Qualifying places were awarded to the NOC, not to the individual canoeist who earned the place.

Spain had to decline a quota place due to exceeding the total limit of 6 men's kayak places per nation (after qualifying in the K-4 and K-2 as well). This made a total of 5 World Championship places that were awarded as follows:

| Rank | Kayaker | Nation | Qualification | Selected competitor |
|---|---|---|---|---|
| 1 | Liam Heath | Great Britain | Quota #1 in K-1 200 m |  |
| 2 | Strahinja Stefanović | Serbia | Quota #2 in K-1 200 m |  |
| 3 | Carlos Garrote | Spain | 6 places from K-4 and K-2 | Could enter via K-1 500, K-2, or K-4 |
| 4 | Maxime Beaumont | France | Quota #3 in K-1 200 m |  |
| 5 | Manfredi Rizza | Italy | Quota #4 in K-1 200 m |  |
| 6 | Petter Menning | Sweden | Quota #5 in K-1 200 m |  |

The Americas continental tournament was cancelled; that place was allocated through the World Championships, with the place going to Argentina. Egypt earned Africa's place (after South Africa declined), South Korea took Asia's, ROC and Latvia earned Europe's two places, and Samoa took Oceania's. Lithuania earned the final spot at the World Cup.

| Nation | Qualification | Selected competitor |
|---|---|---|
| Egypt | Africa quota in K-1 200 m |  |
| Argentina | Americas quota in K-1 200 m |  |
| South Korea | Asia quota in K-1 200 m |  |
| ROC | Europe quota #1 in K-1 200 m |  |
| Latvia | Europe quota #2 in K-1 200 m |  |
| Samoa | Oceania quota in K-1 200 m |  |
| Lithuania | World Cup quota in K-1 200 m |  |

Nations with men's kayak quota spots from the K-1 1000 metres, K-2 1000 metres, or K-4 500 metres could enter (additional) boats as well.

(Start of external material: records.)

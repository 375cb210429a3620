use serde::{Deserialize, Serialize};

#[derive(Debug, Default, Deserialize)]
#[serde(default, rename_all = "camelCase")]
pub struct CreateOrderRequest {
    pub amount: Option<f64>,
    pub course_id: Option<String>,
    pub course_name: Option<String>,
}

#[derive(Debug, Serialize)]
#[serde(rename_all = "camelCase")]
pub struct CreateOrderResponse {
    pub order_id: String,
    pub amount: i64, // minor units, as echoed by the gateway
    pub currency: String,
}

/// Completion callback relayed by the client, plus the buyer's account and
/// the course being bought.
#[derive(Debug, Default, Deserialize)]
#[serde(default, rename_all = "camelCase")]
pub struct VerifyPaymentRequest {
    #[serde(rename = "razorpay_order_id")]
    pub order_id: Option<String>,
    #[serde(rename = "razorpay_payment_id")]
    pub payment_id: Option<String>,
    #[serde(rename = "razorpay_signature")]
    pub signature: Option<String>,
    pub email: Option<String>,
    pub password: Option<String>,
    pub name: Option<String>,
    pub course_id: Option<String>,
    pub course_name: Option<String>,
    pub course_image: Option<String>,
    pub amount: Option<f64>,
}
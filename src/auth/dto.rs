use serde::{Deserialize, Serialize};
use uuid::Uuid;

use crate::auth::repo_types::User;

/// Request body for user registration.
#[derive(Debug, Default, Deserialize)]
#[serde(default)]
pub struct RegisterRequest {
    pub email: Option<String>,
    pub password: Option<String>,
    pub name: Option<String>,
}

/// Request body for login.
#[derive(Debug, Default, Deserialize)]
#[serde(default)]
pub struct LoginRequest {
    pub email: Option<String>,
    pub password: Option<String>,
}

/// Response returned after register, login or a verified checkout.
#[derive(Debug, Serialize)]
pub struct AuthResponse {
    pub message: &'static str,
    pub token: String,
    pub user: PublicUser,
}

/// Public part of the user returned to the client.
#[derive(Debug, Clone, Serialize, PartialEq, Eq)]
pub struct PublicUser {
    pub id: Uuid,
    pub email: String,
    pub name: String,
}

impl From<&User> for PublicUser {
    fn from(u: &User) -> Self {
        Self {
            id: u.id,
            email: u.email.clone(),
            name: u.name.clone(),
        }
    }
}
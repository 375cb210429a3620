use lazy_static::lazy_static;
use regex::Regex;
use tracing::{error, info, warn};

use crate::{
    auth::{
        dto::{LoginRequest, PublicUser, RegisterRequest},
        jwt::Identity,
        password::{hash_password, verify_password},
        repo_types::{NewUser, User},
    },
    db::StoreError,
    error::AppError,
    state::AppState,
};

pub(crate) const BAD_CREDENTIALS: &str = "Invalid email or password";

pub(crate) fn is_valid_email(email: &str) -> bool {
    lazy_static! {
        static ref EMAIL_RE: Regex = Regex::new(r"^[^@\s]+@[^@\s]+\.[^@\s]+$").unwrap();
    }
    EMAIL_RE.is_match(email)
}

/// Trimmed value, or `None` when absent or blank.
pub(crate) fn present(value: Option<String>) -> Option<String> {
    value
        .map(|v| v.trim().to_string())
        .filter(|v| !v.is_empty())
}

/// Passwords are taken verbatim; only emptiness is rejected.
pub(crate) fn present_secret(value: Option<String>) -> Option<String> {
    value.filter(|v| !v.is_empty())
}

pub(crate) fn checked_email(email: String) -> Result<String, AppError> {
    if is_valid_email(&email) {
        Ok(email)
    } else {
        warn!(email = %email, "invalid email");
        Err(AppError::Validation("Invalid email".into()))
    }
}

/// Mint a session token for `user` and the projection returned alongside it.
pub(crate) fn issue_session(st: &AppState, user: &User) -> Result<(String, PublicUser), AppError> {
    let identity = Identity {
        user_id: user.id,
        email: user.email.clone(),
        name: user.name.clone(),
    };
    let token = st.jwt.sign(&identity).map_err(|e| {
        error!(error = %e, user_id = %user.id, "jwt sign failed");
        AppError::internal(e)
    })?;
    Ok((token, PublicUser::from(user)))
}

pub async fn register(st: &AppState, req: RegisterRequest) -> Result<User, AppError> {
    let (Some(email), Some(password), Some(name)) = (
        present(req.email),
        present_secret(req.password),
        present(req.name),
    ) else {
        return Err(AppError::Validation(
            "Email, password, and name are required".into(),
        ));
    };
    let email = checked_email(email)?;

    if st
        .users
        .find_by_email(&email)
        .await
        .map_err(AppError::internal)?
        .is_some()
    {
        warn!(email = %email, "email already registered");
        return Err(AppError::Conflict("User with this email already exists".into()));
    }

    let password_hash = hash_password(&password).map_err(AppError::internal)?;
    let user = match st
        .users
        .create(NewUser {
            email,
            password_hash,
            name,
        })
        .await
    {
        Ok(u) => u,
        Err(StoreError::DuplicateKey) => {
            warn!("email registered concurrently");
            return Err(AppError::Conflict("User with this email already exists".into()));
        }
        Err(e) => {
            error!(error = %e, "create user failed");
            return Err(AppError::internal(e));
        }
    };

    info!(user_id = %user.id, email = %user.email, "user registered");
    Ok(user)
}

pub async fn login(st: &AppState, req: LoginRequest) -> Result<User, AppError> {
    let (Some(email), Some(password)) = (present(req.email), present_secret(req.password)) else {
        return Err(AppError::Validation("Email and password are required".into()));
    };

    let user = match st.users.find_by_email(&email).await {
        Ok(Some(u)) => u,
        Ok(None) => {
            warn!(email = %email, "login unknown email");
            return Err(AppError::Unauthorized(BAD_CREDENTIALS.into()));
        }
        Err(e) => {
            error!(error = %e, "find_by_email failed");
            return Err(AppError::internal(e));
        }
    };

    let ok = verify_password(&password, &user.password_hash).map_err(AppError::internal)?;
    if !ok {
        warn!(email = %email, user_id = %user.id, "login invalid password");
        return Err(AppError::Unauthorized(BAD_CREDENTIALS.into()));
    }

    info!(user_id = %user.id, email = %user.email, "user logged in");
    Ok(user)
}
use axum::{extract::rejection::JsonRejection, extract::State, routing::post, Json, Router};
use tracing::instrument;

use crate::{
    auth::{
        dto::{AuthResponse, LoginRequest, RegisterRequest},
        services,
    },
    error::AppError,
    state::AppState,
};

pub fn auth_routes() -> Router<AppState> {
    Router::new()
        .route("/auth/register", post(register))
        .route("/auth/login", post(login))
}

#[instrument(skip(state, payload))]
pub async fn register(
    State(state): State<AppState>,
    payload: Result<Json<RegisterRequest>, JsonRejection>,
) -> Result<Json<AuthResponse>, AppError> {
    let Json(payload) = payload?;
    let user = services::register(&state, payload).await?;
    let (token, user) = services::issue_session(&state, &user)?;
    Ok(Json(AuthResponse {
        message: "User registered successfully",
        token,
        user,
    }))
}

#[instrument(skip(state, payload))]
pub async fn login(
    State(state): State<AppState>,
    payload: Result<Json<LoginRequest>, JsonRejection>,
) -> Result<Json<AuthResponse>, AppError> {
    let Json(payload) = payload?;
    let user = services::login(&state, payload).await?;
    let (token, user) = services::issue_session(&state, &user)?;
    Ok(Json(AuthResponse {
        message: "Login successful",
        token,
        user,
    }))
}

#[cfg(test)]
mod tests {
    use super::*;
    use crate::auth::dto::PublicUser;

    #[test]
    fn auth_response_serialization() {
        let response = AuthResponse {
            message: "Login successful",
            token: "t".into(),
            user: PublicUser {
                id: uuid::Uuid::new_v4(),
                email: "test@example.com".to_string(),
                name: "Test".to_string(),
            },
        };

        let json = serde_json::to_value(&response).unwrap();
        assert_eq!(json["message"], "Login successful");
        assert_eq!(json["user"]["email"], "test@example.com");
        assert_eq!(json["user"]["name"], "Test");
        assert!(json["user"].get("password_hash").is_none());
    }
}
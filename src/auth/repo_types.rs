use serde::{Deserialize, Serialize};
use sqlx::FromRow;
use time::OffsetDateTime;
use uuid::Uuid;

/// User record in the database.
#[derive(Debug, Clone, Serialize, Deserialize, FromRow)]
pub struct User {
    pub id: Uuid,
    pub email: String,
    #[serde(skip_serializing)]
    pub password_hash: String, // Argon2 PHC string, never exposed in JSON
    pub name: String,
    #[serde(with = "time::serde::rfc3339")]
    pub created_at: OffsetDateTime,
}

/// Insert payload for the credential store.
#[derive(Debug, Clone)]
pub struct NewUser {
    pub email: String,
    pub password_hash: String,
    pub name: String,
}
use crate::auth::jwt::JwtKeys;
use crate::auth::repo::{CredentialStore, PgCredentialStore};
use crate::config::AppConfig;
use crate::db;
use crate::payments::gateway::{PaymentGateway, RazorpayClient};
use crate::payments::repo::{PgPurchaseLedger, PurchaseLedger};
use std::sync::Arc;

#[derive(Clone)]
pub struct AppState {
    pub config: Arc<AppConfig>,
    pub jwt: Arc<JwtKeys>,
    pub users: Arc<dyn CredentialStore>,
    pub purchases: Arc<dyn PurchaseLedger>,
    pub gateway: Arc<dyn PaymentGateway>,
}

impl AppState {
    pub async fn init() -> anyhow::Result<Self> {
        let config = Arc::new(AppConfig::from_env()?);

        let pool = db::connect(&config).await?;
        let gateway = Arc::new(RazorpayClient::new(&config.gateway)?) as Arc<dyn PaymentGateway>;

        Ok(Self::from_parts(
            config,
            Arc::new(PgCredentialStore::new(pool.clone())),
            Arc::new(PgPurchaseLedger::new(pool)),
            gateway,
        ))
    }

    pub fn from_parts(
        config: Arc<AppConfig>,
        users: Arc<dyn CredentialStore>,
        purchases: Arc<dyn PurchaseLedger>,
        gateway: Arc<dyn PaymentGateway>,
    ) -> Self {
        let jwt = Arc::new(JwtKeys::new(&config.jwt));
        Self {
            config,
            jwt,
            users,
            purchases,
            gateway,
        }
    }
}
use crate::state::AppState;
use axum::Router;

pub mod dto;
pub mod handlers;

pub fn router() -> Router<AppState> {
    handlers::user_routes()
}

| Nation | Selected competitor 1 | Selected competitor 2 |
|---|---|---|
| Spain | Carlos Arévalo (K-4) | Saúl Craviotto (K-4) |

==Competition format==
Sprint canoeing uses a four-round format for events with at least 11 boats, with heats, quarterfinals, semifinals, and finals. The details for each round depend on how many boats ultimately enter.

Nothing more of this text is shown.